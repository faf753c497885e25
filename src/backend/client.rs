//! HTTP client for the backend service.

use std::convert::Infallible;

use axum::extract::{FromRef, FromRequestParts};
use axum::http::request::Parts;
use axum::http::{HeaderMap, HeaderName, HeaderValue, Method};
use serde::Serialize;
use thiserror::Error;

use crate::backend::headers::{default_headers, merge_headers};
use crate::backend::resolver::{BackendResolver, BackendUrl};

#[derive(Debug, Error)]
pub enum BackendError {
    #[error("failed to build HTTP client: {0}")]
    Client(#[source] reqwest::Error),

    #[error("failed to encode request body: {0}")]
    Encode(#[from] serde_json::Error),

    #[error("request to {url} failed: {source}")]
    Request {
        url: String,
        #[source]
        source: reqwest::Error,
    },
}

/// Method, body and headers for one backend call.
#[derive(Debug, Clone)]
pub struct CallOptions {
    pub method: Method,
    pub body: Option<Vec<u8>>,
    pub headers: HeaderMap,
}

impl Default for CallOptions {
    fn default() -> Self {
        Self {
            method: Method::GET,
            body: None,
            headers: HeaderMap::new(),
        }
    }
}

impl CallOptions {
    pub fn get() -> Self {
        Self::default()
    }

    /// POST with a JSON-encoded body.
    pub fn post_json<T: Serialize + ?Sized>(body: &T) -> Result<Self, BackendError> {
        Ok(Self {
            method: Method::POST,
            body: Some(serde_json::to_vec(body)?),
            headers: HeaderMap::new(),
        })
    }

    pub fn with_header(mut self, name: HeaderName, value: HeaderValue) -> Self {
        self.headers.insert(name, value);
        self
    }
}

/// Process-wide backend client. Cheap to clone.
#[derive(Debug, Clone)]
pub struct BackendClient {
    http: reqwest::Client,
    resolver: BackendResolver,
}

impl BackendClient {
    pub fn new(resolver: BackendResolver) -> Result<Self, BackendError> {
        // Backend is reached directly, never through an ambient HTTP_PROXY.
        let http = reqwest::Client::builder()
            .no_proxy()
            .build()
            .map_err(BackendError::Client)?;
        Ok(Self { http, resolver })
    }

    /// Bind the client to one inbound request's resolved base URL.
    pub fn for_request(&self, headers: &HeaderMap) -> RequestBackend {
        RequestBackend {
            base: self.resolver.resolve(headers),
            http: self.http.clone(),
        }
    }

    /// Bind the client to an explicit host, as if it came from a Host header.
    pub fn for_host(&self, host: Option<&str>) -> RequestBackend {
        RequestBackend {
            base: self.resolver.resolve_host(host),
            http: self.http.clone(),
        }
    }
}

/// Backend client resolved for a single request.
#[derive(Debug, Clone)]
pub struct RequestBackend {
    base: BackendUrl,
    http: reqwest::Client,
}

impl RequestBackend {
    pub fn base_url(&self) -> &BackendUrl {
        &self.base
    }

    /// Issue one call to `{base}{endpoint}`.
    ///
    /// The response is returned as received, whatever its status. Only
    /// transport failures are errors.
    pub async fn call(&self, endpoint: &str, options: CallOptions) -> Result<reqwest::Response, BackendError> {
        let url = self.base.join(endpoint);
        tracing::debug!(url = %url, method = %options.method, "Calling backend");

        let headers = merge_headers(&default_headers(), &options.headers);
        let mut request = self.http.request(options.method, &url).headers(headers);
        if let Some(body) = options.body {
            request = request.body(body);
        }

        request
            .send()
            .await
            .map_err(|source| BackendError::Request { url, source })
    }

    pub async fn get(&self, endpoint: &str) -> Result<reqwest::Response, BackendError> {
        self.call(endpoint, CallOptions::get()).await
    }
}

impl<S> FromRequestParts<S> for RequestBackend
where
    S: Send + Sync,
    BackendClient: FromRef<S>,
{
    type Rejection = Infallible;

    async fn from_request_parts(parts: &mut Parts, state: &S) -> Result<Self, Self::Rejection> {
        Ok(BackendClient::from_ref(state).for_request(&parts.headers))
    }
}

Task item
Beginning at the top of the data, extract each line through the line containing "#[derive(Debug, Error)]" and return those lines exactly, with nothing added.

Written answer
repository faf753c497885e25
filename src/backend/client.rs
//! HTTP client for the backend service.

use std::convert::Infallible;

use axum::extract::{FromRef, FromRequestParts};
use axum::http::request::Parts;
use axum::http::{HeaderMap, HeaderName, HeaderValue, Method};
use serde::Serialize;
use thiserror::Error;

use crate::backend::headers::{default_headers, merge_headers};
use crate::backend::resolver::{BackendResolver, BackendUrl};

#[derive(Debug, Error)]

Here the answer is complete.